» **Data provided**:
● ● ● ●
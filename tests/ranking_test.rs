//! Search degradation and output-cap behavior against a hand-seeded store:
//! no daemon, just the schema, the search engine and a few rows.

use codewatch::search::{self, SearchOptions, TotalMode};
use codewatch::storage::{schema, NullEngine};
use rusqlite::Connection;

fn seeded() -> Connection {
    let conn = Connection::open_in_memory().unwrap();
    schema::apply(&conn).unwrap();
    conn.execute(
        "INSERT INTO files (path, rel_path, root_id, repo, mtime, size, content, content_hash, fts_content, last_seen)
         VALUES ('r1/notes.py', 'notes.py', 'r1', 'r1', 1000, 20, 'secret keyword here', 'h1', 'secret keyword here', 1000)",
        [],
    )
    .unwrap();
    conn.execute(
        "INSERT INTO files_fts (path, rel_path, fts_content) VALUES ('r1/notes.py', 'notes.py', 'secret keyword here')",
        [],
    )
    .unwrap();
    conn
}

fn opts() -> SearchOptions {
    SearchOptions { limit: 10, offset: 0, use_regex: false, snippet_lines: 5 }
}

#[test]
fn fts_failure_falls_back_to_like_and_is_marked() {
    let conn = seeded();
    conn.execute_batch("DROP TABLE files_fts;").unwrap();

    let result = search::search(&conn, &NullEngine, "secret", &opts()).unwrap();
    assert_eq!(result.hits.len(), 1);
    assert!(result.hits[0].path.ends_with("notes.py"));
    assert!(result.meta.fallback_used);
    assert!(result.meta.degraded_reason.is_some());
}

#[test]
fn snippet_line_cap_holds_for_pathological_lines() {
    let conn = seeded();
    let long_line = format!("prefix AAAA {}", "x".repeat(5000));
    conn.execute(
        "INSERT INTO files (path, rel_path, root_id, repo, mtime, size, content, content_hash, fts_content, last_seen)
         VALUES ('r1/big.py', 'big.py', 'r1', 'r1', 1000, 5000, ?1, 'h2', ?1, 1000)",
        [&long_line],
    )
    .unwrap();
    conn.execute(
        "INSERT INTO files_fts (path, rel_path, fts_content) VALUES ('r1/big.py', 'big.py', ?1)",
        [&long_line],
    )
    .unwrap();

    let result = search::search(&conn, &NullEngine, "AAAA", &opts()).unwrap();
    let hit = result.hits.iter().find(|h| h.path.ends_with("big.py")).unwrap();
    assert_eq!(hit.snippet.len(), 1);
    let body = hit.snippet[0].splitn(2, ':').nth(1).unwrap();
    let visible: String = body.chars().filter(|c| *c != '\u{2039}' && *c != '\u{203a}').collect();
    assert!(visible.chars().count() <= 120, "snippet line too long: {}", visible.len());
    assert!(visible.contains("AAAA"));
}

#[test]
fn unclosed_bracket_regex_reports_error_not_crash() {
    let conn = seeded();
    let o = SearchOptions { use_regex: true, ..opts() };
    let result = search::search(&conn, &NullEngine, "[", &o).unwrap();
    assert!(result.hits.is_empty());
    assert!(result.meta.regex_error.is_some());
    assert_eq!(result.total_mode, TotalMode::Approx);
}

#[test]
fn cjk_only_query_uses_like_path() {
    let conn = seeded();
    conn.execute(
        "INSERT INTO files (path, rel_path, root_id, repo, mtime, size, content, content_hash, fts_content, last_seen)
         VALUES ('r1/cjk.py', 'cjk.py', 'r1', 'r1', 1000, 10, '検索エンジン', 'h3', '検索エンジン', 1000)",
        [],
    )
    .unwrap();
    let result = search::search(&conn, &NullEngine, "検索", &opts()).unwrap();
    assert_eq!(result.hits.len(), 1);
    assert!(result.hits[0].path.ends_with("cjk.py"));
}

#[test]
fn search_caps_hits_at_twenty_and_reports_approx() {
    let conn = seeded();
    for i in 0..30 {
        conn.execute(
            "INSERT INTO files (path, rel_path, root_id, repo, mtime, size, content, content_hash, fts_content, last_seen)
             VALUES (?1, ?2, 'r1', 'r1', 1000, 10, 'shared needle text', ?3, 'shared needle text', 1000)",
            rusqlite::params![format!("r1/f{i}.py"), format!("f{i}.py"), format!("h{i}")],
        )
        .unwrap();
        conn.execute(
            "INSERT INTO files_fts (path, rel_path, fts_content) VALUES (?1, ?2, 'shared needle text')",
            rusqlite::params![format!("r1/f{i}.py"), format!("f{i}.py")],
        )
        .unwrap();
    }

    let o = SearchOptions { limit: 100, ..opts() };
    let result = search::search(&conn, &NullEngine, "needle", &o).unwrap();
    assert!(result.hits.len() <= 20);
    assert_eq!(result.total, 30);
    assert_eq!(result.total_mode, TotalMode::Approx);

    // Offset pagination walks the remainder with a deterministic order.
    let second_page = search::search(&conn, &NullEngine, "needle", &SearchOptions { limit: 100, offset: 20, ..opts() }).unwrap();
    assert_eq!(second_page.hits.len(), 10);
    let first_paths: Vec<_> = result.hits.iter().map(|h| h.path.clone()).collect();
    assert!(second_page.hits.iter().all(|h| !first_paths.contains(&h.path)));
}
● ● ● ●
» **Task**: Copy out the records once more, with nothing altered.

» **Output below**:
filename tests/ranking_test.rs
//! Search degradation and output-cap behavior against a hand-seeded store:
//! no daemon, just the schema, the search engine and a few rows.

use codewatch::search::{self, SearchOptions, TotalMode};
use codewatch::storage::{schema, NullEngine};
use rusqlite::Connection;

fn seeded() -> Connection {
    let conn = Connection::open_in_memory().unwrap();
    schema::apply(&conn).unwrap();
    conn.execute(
        "INSERT INTO files (path, rel_path, root_id, repo, mtime, size, content, content_hash, fts_content, last_seen)
         VALUES ('r1/notes.py', 'notes.py', 'r1', 'r1', 1000, 20, 'secret keyword here', 'h1', 'secret keyword here', 1000)",
        [],
    )
    .unwrap();
    conn.execute(
        "INSERT INTO files_fts (path, rel_path, fts_content) VALUES ('r1/notes.py', 'notes.py', 'secret keyword here')",
        [],
    )
    .unwrap();
    conn
}

fn opts() -> SearchOptions {
    SearchOptions { limit: 10, offset: 0, use_regex: false, snippet_lines: 5 }
}

#[test]
fn fts_failure_falls_back_to_like_and_is_marked() {
    let conn = seeded();
    conn.execute_batch("DROP TABLE files_fts;").unwrap();

    let result = search::search(&conn, &NullEngine, "secret", &opts()).unwrap();
    assert_eq!(result.hits.len(), 1);
    assert!(result.hits[0].path.ends_with("notes.py"));
    assert!(result.meta.fallback_used);
    assert!(result.meta.degraded_reason.is_some());
}

#[test]
fn snippet_line_cap_holds_for_pathological_lines() {
    let conn = seeded();
    let long_line = format!("prefix AAAA {}", "x".repeat(5000));
    conn.execute(
        "INSERT INTO files (path, rel_path, root_id, repo, mtime, size, content, content_hash, fts_content, last_seen)
         VALUES ('r1/big.py', 'big.py', 'r1', 'r1', 1000, 5000, ?1, 'h2', ?1, 1000)",
        [&long_line],
    )
    .unwrap();
    conn.execute(
        "INSERT INTO files_fts (path, rel_path, fts_content) VALUES ('r1/big.py', 'big.py', ?1)",
        [&long_line],
    )
    .unwrap();

    let result = search::search(&conn, &NullEngine, "AAAA", &opts()).unwrap();
    let hit = result.hits.iter().find(|h| h.path.ends_with("big.py")).unwrap();
    assert_eq!(hit.snippet.len(), 1);
    let body = hit.snippet[0].splitn(2, ':').nth(1).unwrap();
    let visible: String = body.chars().filter(|c| *c != '\u{2039}' && *c != '\u{203a}').collect();
    assert!(visible.chars().count() <= 120, "snippet line too long: {}", visible.len());
    assert!(visible.contains("AAAA"));
}

#[test]
fn unclosed_bracket_regex_reports_error_not_crash() {
    let conn = seeded();
    let o = SearchOptions { use_regex: true, ..opts() };
    let result = search::search(&conn, &NullEngine, "[", &o).unwrap();
    assert!(result.hits.is_empty());
    assert!(result.meta.regex_error.is_some());
    assert_eq!(result.total_mode, TotalMode::Approx);
}

#[test]
fn cjk_only_query_uses_like_path() {
    let conn = seeded();
    conn.execute(
        "INSERT INTO files (path, rel_path, root_id, repo, mtime, size, content, content_hash, fts_content, last_seen)
         VALUES ('r1/cjk.py', 'cjk.py', 'r1', 'r1', 1000, 10, '検索エンジン', 'h3', '検索エンジン', 1000)",
        [],
    )
    .unwrap();
    let result = search::search(&conn, &NullEngine, "検索", &opts()).unwrap();
    assert_eq!(result.hits.len(), 1);
    assert!(result.hits[0].path.ends_with("cjk.py"));
}

#[test]
fn search_caps_hits_at_twenty_and_reports_approx() {
    let conn = seeded();
    for i in 0..30 {
        conn.execute(
            "INSERT INTO files (path, rel_path, root_id, repo, mtime, size, content, content_hash, fts_content, last_seen)
             VALUES (?1, ?2, 'r1', 'r1', 1000, 10, 'shared needle text', ?3, 'shared needle text', 1000)",
            rusqlite::params![format!("r1/f{i}.py"), format!("f{i}.py"), format!("h{i}")],
        )
        .unwrap();
        conn.execute(
            "INSERT INTO files_fts (path, rel_path, fts_content) VALUES (?1, ?2, 'shared needle text')",
            rusqlite::params![format!("r1/f{i}.py"), format!("f{i}.py")],
        )
        .unwrap();
    }

    let o = SearchOptions { limit: 100, ..opts() };
    let result = search::search(&conn, &NullEngine, "needle", &o).unwrap();
    assert!(result.hits.len() <= 20);
    assert_eq!(result.total, 30);
    assert_eq!(result.total_mode, TotalMode::Approx);

    // Offset pagination walks the remainder with a deterministic order.
    let second_page = search::search(&conn, &NullEngine, "needle", &SearchOptions { limit: 100, offset: 20, ..opts() }).unwrap();
    assert_eq!(second_page.hits.len(), 10);
    let first_paths: Vec<_> = result.hits.iter().map(|h| h.path.clone()).collect();
    assert!(second_page.hits.iter().all(|h| !first_paths.contains(&h.path)));
}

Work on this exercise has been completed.